Ben Wallace was booed every time he touched the ball, and fans behind the Detroit bench let loose with a few words of angry-but-clean heckling that the players ignored.
A tarp covered most of the exit tunnel, but it was unnecessary. The sellout crowd behaved, and the small contingent of fans who yelled at the Pistons as they walked off the court — none of whom appeared older than 12 — wanted nothing more than a hand slap or a headband.
“I think it was overhyped,” said Reggie Miller, who led Indiana with 24 points. “We knew it was going to be a grind-it-out game for 48 minutes. They did all the little things, and that made the difference.
The only positive for Indiana was the return of Jermaine O’Neal, whose brawl-related suspension was reduced by an arbitrator from 25 games to 15. O’Neal had 21 points, seven rebounds and five blocks, but his poor starts to the first and second halves set the tone on an afternoon when the Pacers too often had to play catchup.
Richard Hamilton scored 25 points, Chauncey Billups made four three-pointers and scored 20, Tayshaun Prince added 18 and Rasheed Wallace had 16 for the Pistons, who have been having their own problems since the brawl.
The victory moved the defending champions one game over .500 (13-12) in a season that has been defined by the Nov. 19 game against Indiana.
“People realize that was an unfortunate incident and will never happen again, and now we can get back to playing basketball,” said Pistons coach Larry Brown, whose disgust had grown over the past five weeks as he continued to be asked about the brawl.
“Closure” was a word being tossed around the Pistons’ locker room after they played one of their better all-around games this season against the opponent they knocked out of the Eastern Conference finals in six games.
“We needed this in the worst way,” Billups said.
Many of the Indiana fans were decked out in blue and gold Santa caps, and they booed Ben Wallace — whose shove of Pacers forward Ron Artest set off the sequence of events that led to players fighting with fans in the stands and on the court — even more than they booed Rasheed Wallace, who unleashed a string of expletives at the Indiana fans during last season’s playoffs.

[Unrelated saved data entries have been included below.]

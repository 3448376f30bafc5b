// climeval-broker - Asynchronous execution over a message broker
//
// Workers live in separate processes reachable via NATS. The executor
// publishes task messages onto a per-provider subject; a queue group makes
// sure one worker picks each task up. Workers publish outcomes to a central
// results subject, where a background listener records them.
//
// Tasks that are still queued when the submitting process goes away remain
// runnable on the workers; their outcomes are simply not recorded.

mod executor;
mod messages;
mod worker;

pub use executor::BrokerExecutor;
pub use messages::{ResultMessage, TaskMessage};
pub use worker::run_worker;

/// Subject a provider's workers listen on
pub fn task_subject(prefix: &str, provider_slug: &str) -> String {
    format!("{}.tasks.{}", prefix, provider_slug)
}

/// Subject outcomes are published to
pub fn results_subject(prefix: &str) -> String {
    format!("{}.results", prefix)
}

/// Queue group name, one per provider so tasks are load balanced across its
/// workers
pub fn worker_queue_group(provider_slug: &str) -> String {
    format!("{}-workers", provider_slug)
}

#[cfg(test)]
mod tests {
    use super::*;

    #[test]
    fn test_subject_naming() {
        assert_eq!(task_subject("climeval", "example"), "climeval.tasks.example");
        assert_eq!(results_subject("climeval"), "climeval.results");
        assert_eq!(worker_queue_group("example"), "example-workers");
    }
}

“I feed off the booing, I love it when they boo,” Rasheed Wallace said. “Hopefully next time they’ll boo much louder.”
Artest remains suspended for the rest of the season. Teammate Stephen Jackson still must serve 14 games of a 30-game penalty.
Players from both teams passed out presents to children before tipoff. The pregame mood was light despite two fans sitting directly behind Brown wearing hockey masks and shoulder pads while waving a sign that read: “Who needs the NHL when the Pacers are playing the Pistons?” Other fans held signs that read” “Suspend Stern” and “Indiana Subs vs. Detroit Thugs.”
O’Neal missed his first three shots before connecting. He ended the first half 2 for 9 and then came out and missed his first three attempts of the second half. When Carlisle rested his best players toward the end of the third quarter, Detroit went on a 7-0 run and led 69-61 entering the fourth.
Indiana closed to 69-67 before Detroit responded with a 9-2 run, and Hamilton and Rasheed Wallace hit jump shots down the stretch to keep the Pacers at least six points down. Wallace’s final three-pointer made it 89-80 with 1:29 left, and Indiana got no closer than five the rest of the way.
“Everybody’s happy this game is over. Now we can move on,” O’Neal said. “Sometimes when you’re so excited, it kind of exhausts you. I think the team, at times, wore out.”